By Sourish Bhattacharya

New Delhi, July 23 (IANS) It was a Letter to the Editor of ‘The Times’ of London in 1891 by John Astley Cooper, described by his contemporaries as “a propagandist for athleticism”, in 1891 that planted the seed of the idea that became the Commonwealth Games, the biggest multi-sport spectacle today after the Olympics.

Cooper made a robust case for a “Pan-Britannic-Pan-Anglican Contest and Festival every four years as a means of increasing goodwill and good understanding of the British Empire”. But it was Baron Pierre de Coubertin who first acted on the idea and after of course modifying it, launched the Olympic Movement.

The original idea, which found a distant promoter in Richard Coombes in Australia (Cooper was born in Adelaide before his family moved to England), was brought to life as the Inter-Empire Championship in 1911 to coincide with the coronation of King George V, which Indians will remember for the Durbar that was held at the Red Fort in Delhi, which was attended by the British monarch and his wife. It was at this Durbar that the king announced the shifting of the capital of British India from Calcutta to New Delhi.

The Inter-Empire Championship was a “grievous disappointment”, as a journalist from the ‘Auckland Star’ wrote, with teams from the United Kingdom, Australia, Canada and South Africa participating in a limited number of events. Then came the tumultuous World War I, and by the time the world recovered from it, Cooper’s idea was consigned to history’s footnotes.

But then came Melville Marks ‘Bobby’ Robinson, the sports editor of the Canadian newspaper, ‘The Hamilton Spectator’, who went to the 1928 Summer Olympics in Amsterdam as manager of his country’s track and field team.
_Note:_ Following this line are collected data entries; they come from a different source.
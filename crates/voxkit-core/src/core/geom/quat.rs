use super::error::GeometryError;
use super::vecmat::{Mat3, Vec3};
use nalgebra::{Quaternion, Unit, UnitQuaternion};

pub type Quat = Quaternion<f64>;
pub type UnitQuat = UnitQuaternion<f64>;

pub fn try_normalize_quat(q: &Quat) -> Result<UnitQuat, GeometryError> {
    if q.norm() == 0.0 {
        return Err(GeometryError::DegenerateInput(
            "cannot normalize a zero quaternion",
        ));
    }
    Ok(UnitQuaternion::from_quaternion(*q))
}

pub fn quat_from_axis_angle(axis: &Vec3, angle_radians: f64) -> Result<UnitQuat, GeometryError> {
    let axis = Unit::try_new(*axis, 0.0).ok_or(GeometryError::DegenerateInput(
        "rotation axis has zero length",
    ))?;
    Ok(UnitQuaternion::from_axis_angle(&axis, angle_radians))
}

/// Spherical interpolation along the shorter arc between `from` and `to`.
pub fn try_slerp(
    from: &UnitQuat,
    to: &UnitQuat,
    t: f64,
    epsilon: f64,
) -> Result<UnitQuat, GeometryError> {
    from.try_slerp(to, t, epsilon)
        .ok_or(GeometryError::DegenerateInput("interpolation arc is undefined"))
}

pub fn rotation_matrix(q: &UnitQuat) -> Mat3 {
    q.to_rotation_matrix().into_inner()
}
use super::domain::{Domain, DomainKind, Variant};
use super::error::ImageError;
use super::sampling::PixelSampling;
use super::value::Sample;
use crate::core::lattice::{Extent, ExtentError, HalfFrequencyLayout, HalfIndex, Point, Size};
use std::marker::PhantomData;

#[cfg(feature = "parallel")]
use rayon::prelude::*;

/// Dense sample buffer of one concrete `(T, D)` combination.
///
/// Samples are laid out in the scan order of the storage extent (`z` fastest),
/// so algorithms can walk [`data`](Self::data) directly. For half-frequency
/// data the storage extent is the stored half and [`value`](Self::value)
/// reconstructs the other half by conjugate mirroring.
#[derive(Debug, Clone, PartialEq)]
pub struct TypedState<T, D> {
    extent: Extent,
    half: Option<HalfFrequencyLayout>,
    sampling: PixelSampling,
    spatial_origin: Point,
    data: Vec<T>,
    _domain: PhantomData<D>,
}

impl<T: Sample, D: DomainKind> TypedState<T, D> {
    /// Allocates a zero-filled state.
    ///
    /// `extent` is the logical extent; half-frequency data requires the
    /// centered extent of its size and stores only the half described by
    /// [`HalfFrequencyLayout`].
    pub fn new(extent: Extent, sampling: PixelSampling) -> Result<Self, ImageError> {
        let (storage, half) = storage_for::<D>(extent)?;
        let len = checked_len(storage)?;
        Ok(Self {
            extent: storage,
            half,
            sampling,
            spatial_origin: extent.start(),
            data: vec![T::default(); len],
            _domain: PhantomData,
        })
    }

    /// Wraps an existing buffer laid out in scan order of the storage extent.
    pub fn from_data(
        extent: Extent,
        sampling: PixelSampling,
        data: Vec<T>,
    ) -> Result<Self, ImageError> {
        let (storage, half) = storage_for::<D>(extent)?;
        let expected = checked_len(storage)?;
        if data.len() != expected {
            return Err(ImageError::BufferLength {
                expected,
                found: data.len(),
            });
        }
        Ok(Self {
            extent: storage,
            half,
            sampling,
            spatial_origin: extent.start(),
            data,
            _domain: PhantomData,
        })
    }

    pub fn variant(&self) -> Variant {
        Variant::new(T::VALUE_TYPE, D::DOMAIN)
    }

    /// Extent of the stored samples.
    pub fn extent(&self) -> Extent {
        self.extent
    }

    /// Extent of addressable points; larger than the storage extent only for
    /// half-frequency data.
    pub fn logical_extent(&self) -> Extent {
        self.half.map_or(self.extent, |h| h.logical())
    }

    pub fn logical_size(&self) -> Size {
        self.logical_extent().size()
    }

    pub fn half_layout(&self) -> Option<&HalfFrequencyLayout> {
        self.half.as_ref()
    }

    pub fn sampling(&self) -> PixelSampling {
        self.sampling
    }

    /// Start of the spatial extent this data belongs to. Frequency data keeps
    /// the origin of the spatial data it was transformed from.
    pub fn spatial_origin(&self) -> Point {
        self.spatial_origin
    }

    pub fn set_spatial_origin(&mut self, origin: Point) {
        self.spatial_origin = origin;
    }

    pub fn len(&self) -> usize {
        self.data.len()
    }

    pub fn is_empty(&self) -> bool {
        self.data.is_empty()
    }

    pub fn data(&self) -> &[T] {
        &self.data
    }

    pub fn data_mut(&mut self) -> &mut [T] {
        &mut self.data
    }

    pub fn into_data(self) -> Vec<T> {
        self.data
    }

    /// Buffer offset of a stored point.
    pub fn index(&self, p: Point) -> Result<usize, ImageError> {
        self.extent.index_of(p).ok_or(ImageError::OutOfBounds {
            point: p,
            extent: self.extent,
        })
    }

    /// Sample at a logical point, with conjugate mirroring for half-frequency data.
    pub fn value(&self, p: Point) -> Result<T, ImageError> {
        match self.resolve(p)? {
            HalfIndex::Stored(q) => Ok(self.data[self.index(q)?]),
            HalfIndex::Mirrored(q) => Ok(self.data[self.index(q)?].conj()),
        }
    }

    pub fn set_value(&mut self, p: Point, v: T) -> Result<(), ImageError> {
        let (q, v) = match self.resolve(p)? {
            HalfIndex::Stored(q) => (q, v),
            HalfIndex::Mirrored(q) => (q, v.conj()),
        };
        let i = self.index(q)?;
        self.data[i] = v;
        Ok(())
    }

    fn resolve(&self, p: Point) -> Result<HalfIndex, ImageError> {
        let resolved = match &self.half {
            Some(layout) => layout.resolve(p),
            None => self.extent.contains(p).then_some(HalfIndex::Stored(p)),
        };
        resolved.ok_or(ImageError::OutOfBounds {
            point: p,
            extent: self.logical_extent(),
        })
    }

    /// Stored points paired with their samples, in scan order.
    pub fn iter(&self) -> impl Iterator<Item = (Point, &T)> {
        self.extent.iter().zip(self.data.iter())
    }

    /// Applies `f` to every stored sample. The order is unspecified when the
    /// `parallel` feature is enabled, so `f` must not depend on it.
    pub fn map_in_place<F>(&mut self, f: F)
    where
        F: Fn(T) -> T + Send + Sync,
    {
        #[cfg(feature = "parallel")]
        self.data.par_iter_mut().for_each(|v| *v = f(*v));

        #[cfg(not(feature = "parallel"))]
        self.data.iter_mut().for_each(|v| *v = f(*v));
    }

    /// Reallocates to a new logical extent, keeping samples in the overlap and
    /// zero-filling the rest.
    pub fn resize(&mut self, extent: Extent) -> Result<(), ImageError> {
        let mut resized = Self::new(extent, self.sampling)?;
        if D::DOMAIN != Domain::Spatial {
            resized.spatial_origin = self.spatial_origin;
        }
        if let Some(overlap) = self.extent.intersection(&resized.extent) {
            for p in overlap.iter() {
                let v = self.data[self.index(p)?];
                let i = resized.index(p)?;
                resized.data[i] = v;
            }
        }
        *self = resized;
        Ok(())
    }

    /// Copies the samples of `region` into a new state of the same type.
    ///
    /// Half-frequency data cannot be cut into sub-regions.
    pub fn extract(&self, region: Extent) -> Result<Self, ImageError> {
        if self.half.is_some() {
            return Err(ImageError::unsupported("extract", self.variant()));
        }
        if !self.extent.contains_extent(&region) {
            let point = if self.extent.contains(region.start()) {
                region.end()
            } else {
                region.start()
            };
            return Err(ImageError::OutOfBounds {
                point,
                extent: self.extent,
            });
        }
        let data = region
            .iter()
            .map(|p| self.index(p).map(|i| self.data[i]))
            .collect::<Result<Vec<_>, _>>()?;
        let mut out = Self::from_data(region, self.sampling, data)?;
        if D::DOMAIN != Domain::Spatial {
            out.spatial_origin = self.spatial_origin;
        }
        Ok(out)
    }
}

fn storage_for<D: DomainKind>(
    extent: Extent,
) -> Result<(Extent, Option<HalfFrequencyLayout>), ExtentError> {
    match D::DOMAIN {
        Domain::HalfFrequency => {
            let layout = HalfFrequencyLayout::from_logical(extent)?;
            Ok((layout.stored(), Some(layout)))
        }
        Domain::Spatial | Domain::Frequency => Ok((extent, None)),
    }
}

fn checked_len(storage: Extent) -> Result<usize, ExtentError> {
    let size = storage.size();
    size.checked_volume().ok_or(ExtentError::InvalidExtent {
        start: storage.start(),
        size: size.to_array(),
        reason: "sample count overflows",
    })
}
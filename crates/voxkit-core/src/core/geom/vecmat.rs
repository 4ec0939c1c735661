use super::error::GeometryError;
use nalgebra::{Matrix2, Matrix3, Matrix4, SVector, Vector2, Vector3, Vector4};

pub type Vec2 = Vector2<f64>;
pub type Vec3 = Vector3<f64>;
pub type Vec4 = Vector4<f64>;
pub type Mat2 = Matrix2<f64>;
pub type Mat3 = Matrix3<f64>;
pub type Mat4 = Matrix4<f64>;

/// Default tolerance for singularity and parallelism checks.
pub const DEFAULT_EPSILON: f64 = 1e-12;

/// Divides every component of `v` by `divisor`.
///
/// Fails with [`GeometryError::Arithmetic`] for a zero divisor instead of
/// producing infinities.
pub fn checked_div<const D: usize>(
    v: &SVector<f64, D>,
    divisor: f64,
) -> Result<SVector<f64, D>, GeometryError> {
    if divisor == 0.0 {
        return Err(GeometryError::Arithmetic("division by zero scalar"));
    }
    Ok(v / divisor)
}

pub fn try_normalize<const D: usize>(
    v: &SVector<f64, D>,
) -> Result<SVector<f64, D>, GeometryError> {
    v.try_normalize(0.0)
        .ok_or(GeometryError::DegenerateInput("cannot normalize a zero-length vector"))
}

/// Square matrices that can be inverted under a caller-chosen tolerance.
pub trait TryInvert: Sized {
    /// Inverts `self` when the determinant magnitude exceeds `epsilon`.
    ///
    /// # Errors
    ///
    /// Returns [`GeometryError::SingularMatrix`] when `|det| <= epsilon` or when the
    /// decomposition itself fails.
    fn try_invert(&self, epsilon: f64) -> Result<Self, GeometryError>;
}

macro_rules! impl_try_invert {
    ($($mat:ty),*) => {
        $(
            impl TryInvert for $mat {
                fn try_invert(&self, epsilon: f64) -> Result<Self, GeometryError> {
                    let determinant = self.determinant();
                    if !determinant.is_finite() || determinant.abs() <= epsilon {
                        return Err(GeometryError::SingularMatrix { determinant });
                    }
                    self.try_inverse()
                        .ok_or(GeometryError::SingularMatrix { determinant })
                }
            }
        )*
    };
}

impl_try_invert!(Mat2, Mat3, Mat4);

pub fn try_invert<M: TryInvert>(m: &M, epsilon: f64) -> Result<M, GeometryError> {
    m.try_invert(epsilon)
}

/// Unsigned angle between two vectors, in radians.
pub fn angle_between<const D: usize>(
    a: &SVector<f64, D>,
    b: &SVector<f64, D>,
) -> Result<f64, GeometryError> {
    let na = a.norm();
    let nb = b.norm();
    if na == 0.0 || nb == 0.0 {
        return Err(GeometryError::DegenerateInput("angle with a zero-length vector"));
    }
    let cos = (a.dot(b) / (na * nb)).clamp(-1.0, 1.0);
    Ok(cos.acos())
}

/// Returns a unit vector perpendicular to `v`.
pub fn orthogonal_vector(v: &Vec3) -> Result<Vec3, GeometryError> {
    let n = try_normalize(v)?;
    // Cross with the axis least aligned with v.
    let helper = if n.x.abs() < 0.9 { Vec3::x() } else { Vec3::y() };
    try_normalize(&n.cross(&helper))
}
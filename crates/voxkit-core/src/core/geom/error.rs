use thiserror::Error;

#[derive(Debug, Error, Clone, PartialEq)]
pub enum GeometryError {
    #[error("Arithmetic error: {0}")]
    Arithmetic(&'static str),

    #[error("Degenerate input: {0}")]
    DegenerateInput(&'static str),

    #[error("Matrix is singular (determinant {determinant:e})")]
    SingularMatrix { determinant: f64 },

    #[error("Parallel configuration: {0}")]
    Parallel(&'static str),
}
use crate::engine::{Algorithm, InPlaceAlgorithm};
use crate::image::{DomainKind, ImageError, Sample, TypedState, Value, ValueType, Variant};

/// Multiplies every sample by a real factor.
#[derive(Debug, Clone, Copy, PartialEq)]
pub struct Scale {
    pub factor: f64,
}

impl Scale {
    pub fn new(factor: f64) -> Self {
        Self { factor }
    }
}

impl Algorithm for Scale {
    fn name(&self) -> &str {
        "scale"
    }
}

impl InPlaceAlgorithm for Scale {
    fn visit_mut<T: Sample, D: DomainKind>(
        &mut self,
        state: &mut TypedState<T, D>,
    ) -> Result<(), ImageError> {
        let factor = self.factor;
        state.map_in_place(|v| v * factor);
        Ok(())
    }
}

/// Adds a constant to every stored sample.
///
/// On half-frequency data the mirrored half sees the conjugate of the
/// constant, since only the stored half is shifted.
#[derive(Debug, Clone, Copy, PartialEq)]
pub struct Offset {
    pub value: Value,
}

impl Offset {
    pub fn new(value: impl Into<Value>) -> Self {
        Self {
            value: value.into(),
        }
    }
}

impl Algorithm for Offset {
    fn name(&self) -> &str {
        "offset"
    }

    fn supports(&self, variant: Variant) -> bool {
        self.value.value_type() == ValueType::Real || variant.value_type == ValueType::Complex
    }
}

impl InPlaceAlgorithm for Offset {
    fn visit_mut<T: Sample, D: DomainKind>(
        &mut self,
        state: &mut TypedState<T, D>,
    ) -> Result<(), ImageError> {
        let offset = T::from_value(self.value).ok_or(ImageError::ValueTypeMismatch {
            expected: T::VALUE_TYPE,
            found: self.value.value_type(),
        })?;
        state.map_in_place(|v| v + offset);
        Ok(())
    }
}
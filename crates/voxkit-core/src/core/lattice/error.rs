use super::point::Point;
use thiserror::Error;

#[derive(Debug, Error, Clone, PartialEq, Eq)]
pub enum ExtentError {
    #[error("Invalid size {width}x{height}x{depth}: every axis needs at least one sample")]
    InvalidSize {
        width: usize,
        height: usize,
        depth: usize,
    },

    #[error("Invalid extent from {start} with size {size:?}: {reason}")]
    InvalidExtent {
        start: Point,
        size: [usize; 3],
        reason: &'static str,
    },
}
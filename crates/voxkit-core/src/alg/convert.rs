use crate::engine::{Algorithm, OutOfPlaceAlgorithm};
use crate::image::{
    Complex, Domain, DomainKind, ImageError, ImageState, Sample, TypedState, Variant,
};

fn convert<T, U, D, F>(state: &TypedState<T, D>, f: F) -> Result<ImageState, ImageError>
where
    T: Sample,
    U: Sample,
    D: DomainKind,
    F: Fn(T) -> U,
{
    let data = state.data().iter().map(|v| f(*v)).collect();
    let mut out = TypedState::<U, D>::from_data(state.logical_extent(), state.sampling(), data)?;
    out.set_spatial_origin(state.spatial_origin());
    Ok(out.into())
}

/// Widens samples to complex values, keeping the domain.
#[derive(Debug, Clone, Copy, Default)]
pub struct ToComplex;

impl Algorithm for ToComplex {
    fn name(&self) -> &str {
        "to_complex"
    }
}

impl OutOfPlaceAlgorithm for ToComplex {
    fn visit_into<T: Sample, D: DomainKind>(
        &mut self,
        state: &TypedState<T, D>,
    ) -> Result<ImageState, ImageError> {
        convert(state, T::to_complex)
    }
}

/// Component of a complex sample kept by [`ToReal`].
#[derive(Debug, Clone, Copy, PartialEq, Eq)]
pub enum ComplexPart {
    Real,
    Imaginary,
    Amplitude,
    Phase,
}

impl ComplexPart {
    pub fn extract(self, c: Complex<f64>) -> f64 {
        match self {
            Self::Real => c.re,
            Self::Imaginary => c.im,
            Self::Amplitude => c.norm(),
            Self::Phase => c.arg(),
        }
    }

    /// Whether the part of a Hermitian spectrum is itself symmetric, and so
    /// can be stored as real half-frequency data.
    fn is_even(self) -> bool {
        matches!(self, Self::Real | Self::Amplitude)
    }
}

/// Reduces samples to one real component, keeping the domain.
#[derive(Debug, Clone, Copy, PartialEq, Eq)]
pub struct ToReal {
    pub part: ComplexPart,
}

impl ToReal {
    pub fn new(part: ComplexPart) -> Self {
        Self { part }
    }
}

impl Algorithm for ToReal {
    fn name(&self) -> &str {
        "to_real"
    }

    fn supports(&self, variant: Variant) -> bool {
        variant.domain != Domain::HalfFrequency || self.part.is_even()
    }
}

impl OutOfPlaceAlgorithm for ToReal {
    fn visit_into<T: Sample, D: DomainKind>(
        &mut self,
        state: &TypedState<T, D>,
    ) -> Result<ImageState, ImageError> {
        let part = self.part;
        convert(state, |v: T| part.extract(v.to_complex()))
    }
}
At the Olympics, riled by the behaviour of the Americans and the Germans, who obviously did better far than athletes from the British Empire, Robinson lobbied for a British Empire Games to be launched in his home city in 1930.

When his idea got the green light, Cooper claimed much of the credit and said that his aim had been “to show through a festival of sport and culture that Anglo-Saxons ruled the world”. Unfortunately, he died six months before the first British Empire Games were flagged off on August 16, 1930, in Hamilton, Ontario, by the then Governor-General of Canada, Lord Willingdon, who later served as the Viceroy of British India between 1931 and 1936.

Ironically, far removed Cooper’s vision, in the 2022 Commonwealth Games, the overwhelming majority of the 72 participating nations are not Anglo-Saxon; the city in which they are being held, Birmingham, has Britain’s highest population of people of Indian origin; and the host country, England, is in the middle of a contest for the Prime Minister’s office where one of the two contenders is of British African Indian origin, a devout Hindu, and is married to the daughter of one of the pioneers of India’s infotech success story.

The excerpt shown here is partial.